Mayor Lori Lightfoot said during a press conference after the council meeting that she hasn’t had a chance to study Villegas’s plan, but “this is something that I think a lot of folks are interested in.”

“Fundamentally what we need to do is make sure in my view that people have access to good paying jobs, that they can sustain themselves and their families,” she said in response to a reporter’s question about the ordinance. “I am happy to take a look at that proposal, but I haven’t had a chance to see it yet.”

Lightfoot’s administration is still trying to seek community input and decide how American Rescue Plan funds can be used with the greatest benefit to the city’s residents, she said. That plan may not be ready for the city council’s next meeting in May, Lightfoot said.

Chicago’s finance and budget officers have suggested the city should use nearly half the federal aid to pay back a $465 million line of credit from JPMorgan Chase & Co. and to cancel restructuring and refinancing plans worth an additional $500 million to close the 2021 deficit.

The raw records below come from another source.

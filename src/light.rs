//! Canonical light state.
//!
//! A [`LightState`] is a small bitfield of independent logical flags:
//! three colours, an `OFF` sentinel and a `BLINKING` modifier. The wire
//! encoding lives in [`LightState::port_value`] only.
//!
//! | Flag       | Bits      | Port value (active-low, see [`crate::pins`]) |
//! |------------|-----------|----------------------------------------------|
//! | `RED`      | `0b00001` | `0b011`                                      |
//! | `ORANGE`   | `0b00010` | `0b101`                                      |
//! | `GREEN`    | `0b00100` | `0b110`                                      |
//! | `OFF`      | `0b01000` | `0b111`                                      |
//! | `BLINKING` | `0b10000` | never written                                |
//!
//! The port values of the set flags are ORed together. Any two colours
//! therefore collapse onto `0b111` on the wire, so the "grey" all-colours
//! state and `OFF` look the same at the port while staying distinct
//! values here.

use core::fmt;
use core::ops::{BitOr, BitOrAssign};

use crate::pins;

/// Resolved signal value for the traffic light.
#[derive(Debug, Clone, Copy, PartialEq, Eq, Hash, Default)]
pub struct LightState(u8);

impl LightState {
    /// Degenerate zero value: no flag at all ("nothing recognised").
    pub const NONE: Self = Self(0);
    pub const RED: Self = Self(0b0000_0001);
    pub const ORANGE: Self = Self(0b0000_0010);
    pub const GREEN: Self = Self(0b0000_0100);
    /// Drive no colour.
    pub const OFF: Self = Self(0b0000_1000);
    /// Alternate with an off phase instead of holding steady.
    pub const BLINKING: Self = Self(0b0001_0000);

    /// The 3-bit field that is actually written to the port.
    pub const COLOUR_MASK: u8 = pins::LAMP_LINES;

    const ALL: u8 = Self::RED.0 | Self::ORANGE.0 | Self::GREEN.0 | Self::OFF.0 | Self::BLINKING.0;

    /// Flag → port value, in display order.
    const WIRE: [(Self, u8, &'static str); 4] = [
        (Self::RED, pins::LAMP_LINES & !pins::RED_LINE, "RED"),
        (Self::ORANGE, pins::LAMP_LINES & !pins::ORANGE_LINE, "ORANGE"),
        (Self::GREEN, pins::LAMP_LINES & !pins::GREEN_LINE, "GREEN"),
        (Self::OFF, pins::LAMP_LINES, "OFF"),
    ];

    /// Build a state from raw bits; bits outside the known flags are dropped.
    pub const fn from_bits(bits: u8) -> Self {
        Self(bits & Self::ALL)
    }

    pub const fn bits(self) -> u8 {
        self.0
    }

    /// `true` when every bit of `other` is set in `self`.
    pub const fn contains(self, other: Self) -> bool {
        self.0 & other.0 == other.0
    }

    pub const fn is_blinking(self) -> bool {
        self.contains(Self::BLINKING)
    }

    /// `true` for the zero value produced by an unrecognised condition.
    pub const fn is_none(self) -> bool {
        self.0 == 0
    }

    /// Port value for the "on" phase. A state without colour or `OFF`
    /// writes 0, which lights every lamp.
    pub fn port_value(self) -> u8 {
        Self::WIRE
            .iter()
            .filter(|(flag, _, _)| self.contains(*flag))
            .fold(0, |value, (_, wire, _)| value | wire)
    }

    /// State shown whenever the job status cannot be determined.
    pub const fn fallback() -> Self {
        Self::BLINKING
    }
}

impl BitOr for LightState {
    type Output = Self;

    fn bitor(self, rhs: Self) -> Self {
        Self(self.0 | rhs.0)
    }
}

impl BitOrAssign for LightState {
    fn bitor_assign(&mut self, rhs: Self) {
        self.0 |= rhs.0;
    }
}

impl fmt::Display for LightState {
    fn fmt(&self, f: &mut fmt::Formatter<'_>) -> fmt::Result {
        let mut names: Vec<&str> = Self::WIRE
            .iter()
            .filter(|(flag, _, _)| self.contains(*flag))
            .map(|(_, _, name)| *name)
            .collect();
        if self.is_blinking() {
            names.push("BLINKING");
        }
        if names.is_empty() {
            names.push("none");
        }
        write!(f, "{} (port 0b{:03b})", names.join("+"), self.port_value())
    }
}
//! Parallel-port line assignments for the traffic light.
//!
//! Single source of truth — the light encoding and the port driver both
//! reference this module rather than hard-coding register addresses or
//! bit positions.
//!
//! The lamps hang off the low data lines of the first parallel port and
//! are wired **active-low**: a cleared bit lights its lamp, a set bit
//! leaves it dark.

// ---------------------------------------------------------------------------
// Port I/O
// ---------------------------------------------------------------------------

/// Character device exposing raw port I/O (byte offset = I/O address).
pub const PORT_DEVICE: &str = "/dev/port";

/// Data register of the first parallel port (LPT1).
pub const DATA_REGISTER: u16 = 0x378;

// ---------------------------------------------------------------------------
// Data lines (D0–D2)
// ---------------------------------------------------------------------------

/// D0 — green lamp.
pub const GREEN_LINE: u8 = 0b0000_0001;
/// D1 — orange lamp.
pub const ORANGE_LINE: u8 = 0b0000_0010;
/// D2 — red lamp.
pub const RED_LINE: u8 = 0b0000_0100;

/// All three lamp lines. Writing this value turns every lamp off.
pub const LAMP_LINES: u8 = GREEN_LINE | ORANGE_LINE | RED_LINE;
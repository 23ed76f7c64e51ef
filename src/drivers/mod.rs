//! Hardware drivers.
//!
//! `signal` turns a light state into timed port writes; `parport` owns
//! the parallel-port data register those writes land on.

pub mod parport;
pub mod signal;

Villegas said addressing the plight of residents who have lost work hours as well as jobs and face eviction should be prioritized. Chicago’s unemployment rate currently is around 7.7%. The federal money, he said, should flow to Main Street not just Wall Street.

“It’s going to go into our local community,” Villegas said. “This is my attempt at what I feel is a necessary recovery plan.”

(Mayors for a Guaranteed Income has received donations from Bloomberg Philanthropies, the charitable arm of Michael Bloomberg, founder and majority owner of Bloomberg News’s parent company.)